Egypt: Court ruling followed by nationwide protests
As some Egyptians rejoiced over Cairo criminal court’s Saturday ruling that dropped the case against ex-president Mubarak, others took to the streets to protest against the ruling that they consider has robbed them off the rights they have fought for. The judge said “to rule for or against him after he has become old will be left to history and the judge of judges [God] … who will question him about his rule.” President El- Sisi has called for procedures for the recommendations of the court for compensating families that lost their loved ones in the January 2011 uprising to be elaborated.
Protests were held in universities around the country as police tried to stop mass gathering at public places such as the Tahrir Square. A couple of deaths have been reported and dozens have been injured across the country.
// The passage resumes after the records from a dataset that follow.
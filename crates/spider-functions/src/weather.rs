//! Demo weather capability.
//!
//! Returns canned data; exists to exercise schema export, enum-constrained
//! parameters and the dispatch path without an external service.

use std::collections::BTreeMap;

use async_trait::async_trait;
use chrono::Utc;
use serde_json::{json, Map, Value};
use spider_core::{Function, FunctionContext, ParameterSpec};

pub struct GetWeather;

#[async_trait]
impl Function for GetWeather {
    fn name(&self) -> &str {
        "get_weather"
    }

    fn description(&self) -> &str {
        "Get the current weather in a given location"
    }

    fn parameters(&self) -> BTreeMap<String, ParameterSpec> {
        let mut parameters = BTreeMap::new();
        parameters.insert(
            "location".to_string(),
            ParameterSpec::string("The city and state, e.g. San Francisco, CA"),
        );
        parameters.insert(
            "unit".to_string(),
            ParameterSpec::string_enum("The temperature unit to use", ["celsius", "fahrenheit"]),
        );
        parameters
    }

    fn required(&self) -> Vec<String> {
        vec!["location".to_string()]
    }

    async fn call(
        &self,
        _context: &FunctionContext,
        args: &Map<String, Value>,
    ) -> anyhow::Result<Value> {
        let location = args
            .get("location")
            .and_then(Value::as_str)
            .unwrap_or_default();
        let unit = args.get("unit").and_then(Value::as_str).unwrap_or("celsius");

        if unit != "celsius" && unit != "fahrenheit" {
            anyhow::bail!("unit must be 'celsius' or 'fahrenheit', got '{unit}'");
        }

        log::info!("getting weather for {location} in {unit}");

        Ok(json!({
            "location": location,
            "temperature": if unit == "celsius" { 22 } else { 72 },
            "unit": unit,
            "conditions": "Sunny",
            "humidity": 45,
            "timestamp": Utc::now().to_rfc3339(),
        }))
    }
}

#[cfg(test)]
mod tests {
    use super::*;

    fn args(pairs: &[(&str, &str)]) -> Map<String, Value> {
        pairs
            .iter()
            .map(|(key, value)| (key.to_string(), json!(value)))
            .collect()
    }

    #[tokio::test]
    async fn returns_celsius_by_default() {
        let result = GetWeather
            .call(&FunctionContext::new(), &args(&[("location", "Berlin")]))
            .await
            .expect("weather");

        assert_eq!(result["location"], "Berlin");
        assert_eq!(result["temperature"], 22);
        assert_eq!(result["unit"], "celsius");
    }

    #[tokio::test]
    async fn honors_fahrenheit_unit() {
        let result = GetWeather
            .call(
                &FunctionContext::new(),
                &args(&[("location", "Austin, TX"), ("unit", "fahrenheit")]),
            )
            .await
            .expect("weather");

        assert_eq!(result["temperature"], 72);
    }

    #[tokio::test]
    async fn rejects_unknown_unit() {
        let error = GetWeather
            .call(
                &FunctionContext::new(),
                &args(&[("location", "Berlin"), ("unit", "kelvin")]),
            )
            .await
            .expect_err("must fail");

        assert!(error.to_string().contains("kelvin"));
    }

    #[test]
    fn schema_requires_location_only() {
        let schema = GetWeather.schema();

        assert_eq!(schema.name, "get_weather");
        assert_eq!(schema.parameters.required, vec!["location".to_string()]);
        assert_eq!(
            schema.parameters.properties["unit"]
                .allowed_values
                .as_deref(),
            Some(&["celsius".to_string(), "fahrenheit".to_string()][..])
        );
    }
}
Although Judge Mahmoud Kamel al-Rashidi said the ruling did not free Mubarak from corruption charges and “feebleness” of the latter years of his 29-year rule, the protesters still find it difficult to come to terms with his exemption from the criminal charges. The Egyptian presidency abided by the decision by stating that “the New Egypt born out of the 25 January  and 30 June  revolutions is on its way to establishing a new modern democratic state based on justice, freedom, equality, and counter-corruption.” It also pointed out that the judiciary arm of the government is an independent body.
One of the country’s leading right’s group, The Egyptian Initiative for Personal Rights, said “the verdict [on Mubarak] further reinforces concerns about the alarmingly selective justice system in Egypt, which appears more intent on settling political scores and punishing dissent than establishing justice.”
Protests against the ruling are expected to continue.